February 15th, 2010

rosas

precious

Apesar do hype, Precious mantém uma certa pureza do cinema indie. Realizado por Lee Daniels, o filme conquistou as plateias dos festivais de Sundance e de Cannes,e as boas graças da Oprah que apoiou a sua divulgação, dando-lhe o impacto popular que o filme indubitavelmente merece. Trata-se da história de uma adolescente do Harlem, iliterata, obesa, vítima de abusos e maus-tratos, com uma segunda gravidez, sendo que ambas foram produto de violações perpetradas pelo próprio pai, com uma filha que sofre de síndroma de Down, e que descobre que o pai, que entretanto morre, lhe transmitiu o vírus da sida. Caramba, isto dito assim quase parece que uma tão grande acumulação de azares não pode resultar bem, mas a verdade é que o filme consegue evitar a lamechice, e, mais, contextualizar essa série de azares como produto da vida do gueto, o que dá credibilidade e sustentação ao filme.
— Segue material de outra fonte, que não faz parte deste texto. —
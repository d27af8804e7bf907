// Copyright 2025 Chris Custine
//
// Licensed under the Apache License, Version 2.0 (the "License");
// you may not use this file except in compliance with the License.
// You may obtain a copy of the License at
//
//     http://www.apache.org/licenses/LICENSE-2.0
//
// Unless required by applicable law or agreed to in writing, software
// distributed under the License is distributed on an "AS IS" BASIS,
// WITHOUT WARRANTIES OR CONDITIONS OF ANY KIND, either express or implied.
// See the License for the specific language governing permissions and
// limitations under the License.

//! Paints core draw primitives with egui.

use eframe::egui;
use par_core::{Anchor, Canvas, LineStyle, MarkerKind, Point, Primitive, Role, ScopeDrawing};

const SCOPE_BACKGROUND: egui::Color32 = egui::Color32::from_rgb(8, 18, 12);
const TARGET_COLOR: egui::Color32 = egui::Color32::from_rgb(120, 255, 120);
const GROUND_COLOR: egui::Color32 = egui::Color32::from_rgb(255, 190, 60);
const LABEL_COLOR: egui::Color32 = egui::Color32::from_rgb(200, 230, 200);

const DASH_LENGTH: f32 = 6.0;
const GAP_LENGTH: f32 = 4.0;

/// Stroke color and width for a background role.
pub fn role_stroke(role: Role) -> egui::Stroke {
    let (width, color) = match role {
        Role::Grid => (1.0, egui::Color32::from_rgb(30, 70, 40)),
        Role::GridLabel => (1.0, egui::Color32::from_rgb(90, 150, 100)),
        Role::GlideSlope => (2.0, egui::Color32::from_rgb(80, 200, 255)),
        Role::DecisionHeight => (1.5, egui::Color32::from_rgb(255, 200, 50)),
        Role::CourseLine => (2.0, egui::Color32::from_rgb(80, 200, 255)),
        Role::DeviationGuide => (1.0, egui::Color32::from_rgb(60, 130, 160)),
        Role::Wedge => (1.5, egui::Color32::from_rgb(100, 170, 100)),
        Role::RangeRing => (1.0, egui::Color32::from_rgb(40, 90, 50)),
        Role::Runway => (4.0, egui::Color32::from_rgb(200, 200, 200)),
        Role::Sensor => (2.0, egui::Color32::from_rgb(255, 80, 80)),
        Role::Threshold => (2.0, egui::Color32::from_rgb(230, 230, 230)),
        Role::Title => (1.0, egui::Color32::from_rgb(100, 200, 100)),
    };
    egui::Stroke::new(width, color)
}

pub fn align(anchor: Anchor) -> egui::Align2 {
    match anchor {
        Anchor::LeftTop => egui::Align2::LEFT_TOP,
        Anchor::LeftCenter => egui::Align2::LEFT_CENTER,
        Anchor::CenterTop => egui::Align2::CENTER_TOP,
        Anchor::CenterBottom => egui::Align2::CENTER_BOTTOM,
        Anchor::RightCenter => egui::Align2::RIGHT_CENTER,
        Anchor::RightBottom => egui::Align2::RIGHT_BOTTOM,
    }
}

/// Canvas in scope coordinates for a screen rectangle.
pub fn canvas_for(rect: egui::Rect) -> Canvas {
    Canvas::new(rect.width(), rect.height())
}

fn to_screen(rect: egui::Rect, point: Point) -> egui::Pos2 {
    rect.min + egui::vec2(point.x, point.y)
}

/// Paint one scope into `rect`.
pub fn paint_scope(painter: &egui::Painter, rect: egui::Rect, drawing: &ScopeDrawing) {
    painter.rect_filled(rect, 0.0, SCOPE_BACKGROUND);

    for primitive in &drawing.primitives {
        match primitive {
            Primitive::Line { from, to, style, role } => {
                let points = [to_screen(rect, *from), to_screen(rect, *to)];
                let stroke = role_stroke(*role);
                match style {
                    LineStyle::Solid => {
                        painter.line_segment(points, stroke);
                    }
                    LineStyle::Dashed => {
                        painter.extend(egui::Shape::dashed_line(&points, stroke, DASH_LENGTH, GAP_LENGTH));
                    }
                }
            }
            Primitive::Circle { center, radius, role } => {
                painter.circle_stroke(to_screen(rect, *center), *radius, role_stroke(*role));
            }
            Primitive::Marker { at, kind, opacity, label } => {
                paint_marker(painter, to_screen(rect, *at), *kind, *opacity, label.as_deref());
            }
            Primitive::Text { at, text, anchor, role } => {
                painter.text(
                    to_screen(rect, *at),
                    align(*anchor),
                    text,
                    egui::FontId::monospace(if *role == Role::Title { 12.0 } else { 10.0 }),
                    role_stroke(*role).color,
                );
            }
        }
    }

    painter.rect_stroke(
        rect,
        0.0,
        egui::Stroke::new(1.0, egui::Color32::from_rgb(40, 90, 50)),
        egui::StrokeKind::Inside,
    );
}

fn paint_marker(painter: &egui::Painter, pos: egui::Pos2, kind: MarkerKind, opacity: f32, label: Option<&str>) {
    let color = match kind {
        MarkerKind::Target | MarkerKind::History => TARGET_COLOR,
        MarkerKind::Ground => GROUND_COLOR,
    }
    .gamma_multiply(opacity.clamp(0.0, 1.0));

    match kind {
        MarkerKind::History => {
            painter.circle_filled(pos, 2.5, color);
        }
        MarkerKind::Target => {
            painter.circle_filled(pos, 4.5, color);
        }
        MarkerKind::Ground => {
            let rect = egui::Rect::from_center_size(pos, egui::vec2(8.0, 8.0));
            painter.rect_filled(rect, 0.0, color);
        }
    }

    if let Some(label) = label {
        painter.text(
            pos + egui::vec2(7.0, -7.0),
            egui::Align2::LEFT_BOTTOM,
            label,
            egui::FontId::monospace(10.0),
            LABEL_COLOR,
        );
    }
}
// Copyright 2025 Chris Custine
//
// Licensed under the Apache License, Version 2.0 (the "License");
// you may not use this file except in compliance with the License.
// You may obtain a copy of the License at
//
//     http://www.apache.org/licenses/LICENSE-2.0
//
// Unless required by applicable law or agreed to in writing, software
// distributed under the License is distributed on an "AS IS" BASIS,
// WITHOUT WARRANTIES OR CONDITIONS OF ANY KIND, either express or implied.
// See the License for the specific language governing permissions and
// limitations under the License.

//! Geodetic primitives.
//!
//! Small-distance helpers shared by the projector, the scope geometry and the
//! traffic generator. The local projection is an equirectangular approximation
//! around a reference point; it is only meant for the few tens of nautical miles
//! a PAR display covers and is not valid for global distances.

/// Equatorial Earth radius in meters (WGS-84 semi-major axis).
pub const EARTH_RADIUS_M: f64 = 6_378_137.0;

/// Meters in one international nautical mile.
pub const METERS_PER_NM: f64 = 1852.0;

/// Feet in one nautical mile.
pub const FEET_PER_NM: f64 = 6076.12;

const EARTH_RADIUS_NM: f64 = EARTH_RADIUS_M / METERS_PER_NM;

/// Normalize a bearing in degrees to `[0, 360)`.
#[must_use]
pub fn normalize_bearing(bearing_deg: f64) -> f64 {
    let normalized = bearing_deg.rem_euclid(360.0);
    // rem_euclid can round up to exactly 360.0 for tiny negative inputs
    if normalized >= 360.0 {
        0.0
    } else {
        normalized
    }
}

/// Project `(lat, lon)` onto a local east/north plane centered on `(lat0, lon0)`.
///
/// Returns `(east_m, north_m)`.
#[must_use]
pub fn geo_to_local(lat0: f64, lon0: f64, lat: f64, lon: f64) -> (f64, f64) {
    let east = (lon - lon0).to_radians() * lat0.to_radians().cos() * EARTH_RADIUS_M;
    let north = (lat - lat0).to_radians() * EARTH_RADIUS_M;
    (east, north)
}

/// Inverse of [`geo_to_local`]: local east/north meters back to `(lat, lon)`.
#[must_use]
pub fn local_to_geo(lat0: f64, lon0: f64, east_m: f64, north_m: f64) -> (f64, f64) {
    let lat = lat0 + (north_m / EARTH_RADIUS_M).to_degrees();
    let lon = lon0 + (east_m / (EARTH_RADIUS_M * lat0.to_radians().cos())).to_degrees();
    (lat, lon)
}

/// Great-circle destination reached from `(lat0, lon0)` after travelling
/// `distance_nm` on the initial `bearing_deg`.
///
/// Longitude is normalized to `[-180, 180)`. Physical plausibility of the
/// inputs is not checked.
#[must_use]
pub fn destination_from(lat0: f64, lon0: f64, bearing_deg: f64, distance_nm: f64) -> (f64, f64) {
    let angular = distance_nm / EARTH_RADIUS_NM;
    let bearing = bearing_deg.to_radians();
    let lat1 = lat0.to_radians();
    let lon1 = lon0.to_radians();

    let lat2 = (lat1.sin() * angular.cos() + lat1.cos() * angular.sin() * bearing.cos()).asin();
    let lon2 = lon1
        + (bearing.sin() * angular.sin() * lat1.cos())
            .atan2(angular.cos() - lat1.sin() * lat2.sin());

    let lon_deg = (lon2.to_degrees() + 540.0).rem_euclid(360.0) - 180.0;
    (lat2.to_degrees(), lon_deg)
}

/// Initial great-circle bearing from point 1 to point 2 in degrees `[0, 360)`.
#[must_use]
pub fn bearing_to(lat1: f64, lon1: f64, lat2: f64, lon2: f64) -> f64 {
    let lat1_rad = lat1.to_radians();
    let lat2_rad = lat2.to_radians();
    let delta_lon = (lon2 - lon1).to_radians();

    let x = delta_lon.sin() * lat2_rad.cos();
    let y = lat1_rad.cos() * lat2_rad.sin() - lat1_rad.sin() * lat2_rad.cos() * delta_lon.cos();

    normalize_bearing(x.atan2(y).to_degrees())
}

/// Haversine distance between two points in nautical miles.
///
/// Uses the same sphere as [`destination_from`] so the two agree with each other.
#[must_use]
pub fn distance_nm(lat1: f64, lon1: f64, lat2: f64, lon2: f64) -> f64 {
    let lat1_rad = lat1.to_radians();
    let lat2_rad = lat2.to_radians();
    let delta_lat = (lat2 - lat1).to_radians();
    let delta_lon = (lon2 - lon1).to_radians();

    let a = (delta_lat / 2.0).sin().powi(2)
        + lat1_rad.cos() * lat2_rad.cos() * (delta_lon / 2.0).sin().powi(2);
    let c = 2.0 * a.sqrt().atan2((1.0 - a).sqrt());

    EARTH_RADIUS_NM * c
}

/// Smallest absolute difference between two bearings, in degrees `[0, 180]`.
#[must_use]
pub fn bearing_difference(a_deg: f64, b_deg: f64) -> f64 {
    let diff = normalize_bearing(a_deg - b_deg);
    if diff > 180.0 {
        360.0 - diff
    } else {
        diff
    }
}

#[cfg(test)]
mod tests {
    use super::*;

    #[test]
    fn test_local_round_trip_within_one_meter() {
        let origins = [(37.6188, -122.375), (-33.9461, 151.1772), (64.13, -21.94), (0.0, 179.5)];
        let offsets = [(0.0, 0.0), (0.5, 0.5), (-0.99, 0.3), (0.2, -0.99), (0.75, -0.75)];

        for (lat0, lon0) in origins {
            for (dlat, dlon) in offsets {
                let (lat, lon) = (lat0 + dlat, lon0 + dlon);
                let (east, north) = geo_to_local(lat0, lon0, lat, lon);
                let (lat_back, lon_back) = local_to_geo(lat0, lon0, east, north);
                let (err_e, err_n) = geo_to_local(lat, lon, lat_back, lon_back);
                assert!(
                    err_e.hypot(err_n) < 1.0,
                    "round trip error {:.3} m at ({lat}, {lon})",
                    err_e.hypot(err_n)
                );
            }
        }
    }

    #[test]
    fn test_geo_to_local_axes() {
        let (east, north) = geo_to_local(45.0, 10.0, 45.0, 10.1);
        assert!(east > 0.0);
        assert!(north.abs() < 1e-9);

        let (east, north) = geo_to_local(45.0, 10.0, 44.9, 10.0);
        assert!(east.abs() < 1e-9);
        assert!(north < 0.0);
    }

    #[test]
    fn test_destination_and_back() {
        let (lat0, lon0) = (37.6188, -122.375);
        for bearing in [0.0, 45.0, 117.0, 180.0, 270.0, 359.0] {
            for distance in [0.5, 5.0, 20.0] {
                let (lat, lon) = destination_from(lat0, lon0, bearing, distance);
                let back_bearing = bearing_to(lat, lon, lat0, lon0);
                let back_distance = distance_nm(lat, lon, lat0, lon0);

                assert!(
                    bearing_difference(back_bearing, bearing + 180.0) < 0.5,
                    "bearing {bearing} back {back_bearing}"
                );
                assert!((back_distance - distance).abs() / distance < 0.001);
            }
        }
    }

    #[test]
    fn test_destination_normalizes_longitude() {
        let (_, lon) = destination_from(0.0, 179.99, 90.0, 10.0);
        assert!((-180.0..180.0).contains(&lon));
        assert!(lon < 0.0);
    }

    #[test]
    fn test_distance_lax_jfk() {
        // LAX to JFK is approximately 2,150 nautical miles
        let distance = distance_nm(33.9425, -118.4081, 40.6413, -73.7781);
        assert!((distance - 2150.0).abs() < 15.0);
    }

    #[test]
    fn test_normalize_bearing() {
        assert!((normalize_bearing(450.0) - 90.0).abs() < 1e-12);
        assert!((normalize_bearing(-90.0) - 270.0).abs() < 1e-12);
        assert!(normalize_bearing(360.0).abs() < 1e-12);
        assert!((0.0..360.0).contains(&normalize_bearing(-1e-18)));
    }
}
Mas para além da narrativa, o grande factor de sucesso do filme repousa, na minha opinião, nos actores. Com um cast muito pop que inclui a Mariah Carey (de buço) e o Lenny Krevitz, ambos excelentes, os grandes trunfos do filme são as duas protagonistas. Mo'Nique desempenha o papel da mãe abusadora e cruel, e é convincente ao ponto da perturbação. Mas é graças a Gabourey Sidibe que Precious nos toca tanto. Mercê, sem dúvida, de uma óptima direcção de actores, Gabourey Sidibe compõe uma personagem toda virada para dentro, de onde não parece soltar-se, como um buraco negro que nem deixa escapar a luz, a mínima emoção, mas que as vive todas por dentro, alienado-se em pensamentos de felicidade (estrelas pop, jovens brancas bonitas, rapazes galanteadores) sempre que a vida se torna insuportável. É essa resiliência extrema, o apetite voraz que tem pela vida e que se esconde dentro de uma impassibilidade toda feita de defesa e auto-protecção, a capacidade de suportar o limite do sofrimento sem ceder ao enquistamento da alma, que nos são dados através de uma composição rigorosa e segura, e que nos confrangem e tornam impossível não sairmos do cinema a amar a Precious.